Prudential’s Fifth Annual Study of Employee Benefits found that saving for retirement has become much less of a concern since the recession; immediate financial needs must be taken care of first. Workers’ top five concerns in 2010 are having job security (86% rate as “highly important”), making ends meet (82%), having appropriate health insurance (78%), having retirement savings last as long as you need it to (72%), and maintaining a healthy lifestyle (69%). Needing to save for retirement came in ninth on the list of 15 concerns.   

Prudential noted these results are starkly different from a pre-recession survey. In 2007, 76% of respondents said needing to save for retirement was “highly important.”   

The survey also found finding a trusted source to provide financial advice has taken a hit since the recession – in 2007, 39% of respondents said this was highly important; in 2010, 29% said so.   

Prudential found that those farthest from retirement place the least amount of importance on planning for it, even saying that for employees under age 35, it is virtually “off the radar.” Those 5-10 years from retirement, place the most importance on it, with 93% ranking “having your retirement savings last as long as needed” as highly important, and 77% ranking needing to save for retirement as highly important –higher percentages than for any of the other segments.   

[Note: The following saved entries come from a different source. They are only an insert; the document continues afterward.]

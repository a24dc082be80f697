//! # RSocket Echo
//!
//! A small RSocket responder over TCP that echoes requests back to the
//! requester. Useful as a peer when testing clients.

#![warn(missing_docs)]

/// Frame handlers
pub mod handlers;

/// Server configuration and accept loop
pub mod server;

pub use server::{EchoConfig, EchoServer};
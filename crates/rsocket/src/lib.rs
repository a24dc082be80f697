//! # RSocket
//!
//! Connection dispatch layer for RSocket.
//!
//! A [`Connection`] multiplexes many logical streams over one ordered
//! byte-stream transport. Inbound frames are decoded, validated and routed
//! to handlers registered per frame type; stream 0 carries connection-level
//! frames and every other stream id belongs to one interaction. Outbound
//! frames are written in atomic groups. The wire format lives in
//! [`proto`].

#![warn(missing_docs)]

pub use rsocket_proto as proto;

/// Error types for the connection layer
pub mod error;

/// Connection configuration
pub mod config;

/// Frame handlers
pub mod handler;

/// Connection dispatch layer
pub mod connection;

pub use config::ConnectionConfig;
pub use connection::Connection;
pub use error::{ConnectionError, HandlerError};
pub use handler::{handler_fn, FnHandler, Handler};

/// Result type alias for connection operations
pub type Result<T> = std::result::Result<T, ConnectionError>;
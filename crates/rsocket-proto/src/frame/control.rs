//! Connection control frames: ERROR, KEEPALIVE, LEASE, METADATA_PUSH

use super::{read_u32, read_u64, require_len, Frame};
use crate::{FrameFlags, FrameType, ProtocolError, Result};
use bytes::Bytes;
use std::borrow::Cow;
use std::fmt;
use std::time::Duration;

/// Error codes carried by ERROR frames
#[derive(Debug, Clone, Copy, PartialEq, Eq, Hash)]
pub enum ErrorCode {
    /// SETUP frame is invalid
    InvalidSetup,
    /// SETUP parameters are not supported
    UnsupportedSetup,
    /// Server rejected the SETUP
    RejectedSetup,
    /// Server rejected the RESUME
    RejectedResume,
    /// Connection is being terminated
    ConnectionError,
    /// Connection is being closed cleanly
    ConnectionClose,
    /// Application-level failure on a stream
    ApplicationError,
    /// Responder rejected the request
    Rejected,
    /// Responder cancelled the request
    Canceled,
    /// Request is invalid
    Invalid,
    /// Any other code, kept verbatim
    Other(u32),
}

impl ErrorCode {
    /// Wire value
    pub fn code(self) -> u32 {
        match self {
            Self::InvalidSetup => 0x0000_0001,
            Self::UnsupportedSetup => 0x0000_0002,
            Self::RejectedSetup => 0x0000_0003,
            Self::RejectedResume => 0x0000_0004,
            Self::ConnectionError => 0x0000_0101,
            Self::ConnectionClose => 0x0000_0102,
            Self::ApplicationError => 0x0000_0201,
            Self::Rejected => 0x0000_0202,
            Self::Canceled => 0x0000_0203,
            Self::Invalid => 0x0000_0204,
            Self::Other(code) => code,
        }
    }

    /// Look up an error code by wire value
    pub fn from_code(code: u32) -> Self {
        match code {
            0x0000_0001 => Self::InvalidSetup,
            0x0000_0002 => Self::UnsupportedSetup,
            0x0000_0003 => Self::RejectedSetup,
            0x0000_0004 => Self::RejectedResume,
            0x0000_0101 => Self::ConnectionError,
            0x0000_0102 => Self::ConnectionClose,
            0x0000_0201 => Self::ApplicationError,
            0x0000_0202 => Self::Rejected,
            0x0000_0203 => Self::Canceled,
            0x0000_0204 => Self::Invalid,
            other => Self::Other(other),
        }
    }

    /// Whether this code terminates the whole connection
    pub fn is_connection_error(self) -> bool {
        matches!(
            self,
            Self::InvalidSetup
                | Self::UnsupportedSetup
                | Self::RejectedSetup
                | Self::RejectedResume
                | Self::ConnectionError
                | Self::ConnectionClose
        )
    }
}

impl fmt::Display for ErrorCode {
    fn fmt(&self, f: &mut fmt::Formatter<'_>) -> fmt::Result {
        let name = match self {
            Self::InvalidSetup => "INVALID_SETUP",
            Self::UnsupportedSetup => "UNSUPPORTED_SETUP",
            Self::RejectedSetup => "REJECTED_SETUP",
            Self::RejectedResume => "REJECTED_RESUME",
            Self::ConnectionError => "CONNECTION_ERROR",
            Self::ConnectionClose => "CONNECTION_CLOSE",
            Self::ApplicationError => "APPLICATION_ERROR",
            Self::Rejected => "REJECTED",
            Self::Canceled => "CANCELED",
            Self::Invalid => "INVALID",
            Self::Other(code) => return write!(f, "ERROR_{:#010x}", code),
        };
        f.write_str(name)
    }
}

frame_view!(
    /// ERROR: failure on a stream, or on the connection when sent on stream 0
    ErrorFrame,
    FrameType::Error,
    Error
);

impl ErrorFrame {
    /// Error code
    pub fn error_code(&self) -> ErrorCode {
        ErrorCode::from_code(read_u32(self.frame.body(), 0))
    }

    /// Raw error data following the code
    pub fn error_data(&self) -> Bytes {
        self.frame.body().slice(4..)
    }

    /// Error data as text
    pub fn message(&self) -> Cow<'_, str> {
        String::from_utf8_lossy(&self.frame.body()[4..])
    }

    fn check(frame: &Frame) -> Result<()> {
        require_len(frame, 4)
    }
}

impl fmt::Display for ErrorFrame {
    fn fmt(&self, f: &mut fmt::Formatter<'_>) -> fmt::Result {
        write!(f, "{}: {}", self.error_code(), self.message())
    }
}

frame_view!(
    /// KEEPALIVE: liveness check carrying the sender's resume position
    KeepaliveFrame,
    FrameType::Keepalive,
    Keepalive
);

impl KeepaliveFrame {
    /// Last position received by the sender (for resumption)
    pub fn last_received_position(&self) -> u64 {
        read_u64(self.frame.body(), 0)
    }

    /// Receiver must answer with its own KEEPALIVE
    pub fn respond(&self) -> bool {
        self.frame.flags().has_flag(FrameFlags::RESPOND)
    }

    /// Opaque data to echo back
    pub fn data(&self) -> Bytes {
        self.frame.body().slice(8..)
    }

    fn check(frame: &Frame) -> Result<()> {
        require_len(frame, 8)
    }
}

frame_view!(
    /// LEASE: grants the peer a number of requests for a time window
    LeaseFrame,
    FrameType::Lease,
    Lease
);

impl LeaseFrame {
    /// Validity window of the lease
    pub fn time_to_live(&self) -> Duration {
        Duration::from_millis(u64::from(read_u32(self.frame.body(), 0)))
    }

    /// Requests allowed during the window
    pub fn number_of_requests(&self) -> u32 {
        read_u32(self.frame.body(), 4)
    }

    /// Lease metadata; it fills the rest of the frame and has no length prefix
    pub fn metadata(&self) -> Option<Bytes> {
        if self.frame.header().has_metadata() {
            Some(self.frame.body().slice(8..))
        } else {
            None
        }
    }

    fn check(frame: &Frame) -> Result<()> {
        require_len(frame, 8)
    }
}

frame_view!(
    /// METADATA_PUSH: connection-level metadata with no data
    MetadataPushFrame,
    FrameType::MetadataPush,
    MetadataPush
);

impl MetadataPushFrame {
    /// The pushed metadata (the whole body)
    pub fn metadata(&self) -> Bytes {
        self.frame.body().clone()
    }

    /// Metadata as text
    pub fn metadata_utf8(&self) -> Cow<'_, str> {
        String::from_utf8_lossy(self.frame.body())
    }

    fn check(frame: &Frame) -> Result<()> {
        if !frame.header().has_metadata() {
            return Err(ProtocolError::incomplete(FrameType::MetadataPush.name()));
        }
        Ok(())
    }
}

Prudential asserts that the employees with 11-20 years until retirement are the most promising to be open to advice for creating a financial plan, saying that “many express concern about financial security in retirement and, fortunately, they still have ample time to do something about it, such as establishing retirement savings goals and then implementing a plan to achieve them.”  

Retirement expectations of employees are mixed. The average expected retirement age is 63.5 and has changed little in the past few years. Younger workers (under age 35), are the most likely to say they “don’t know” when they expect to retire. However, among those who do have a target age, their expectations may be unrealistic – 30% plan to retire between ages 55 and 60.   

Baby boomer workers who are 55 or older are perhaps in the best position to know when they will be financially able to retire. Consequently, they are the most likely to say they expect to retire between ages 61 and 70, giving them more time to build up their savings and to receive full government benefits as well.   

Generation X, which includes those between ages 35 and 44, are perhaps more pessimistic than other workers—21% say they don’t expect to retire from full-time active work until they are at least 70.  

The Fifth Annual Study of Employee Benefits: Today & Beyond survey was conducted via the Internet during April and May of 2010. Plan participant results are based on surveys conducted among 1,200 U.S. workers, age 22 or older, who are employed full time for a company with at least 50 benefits-eligible employees.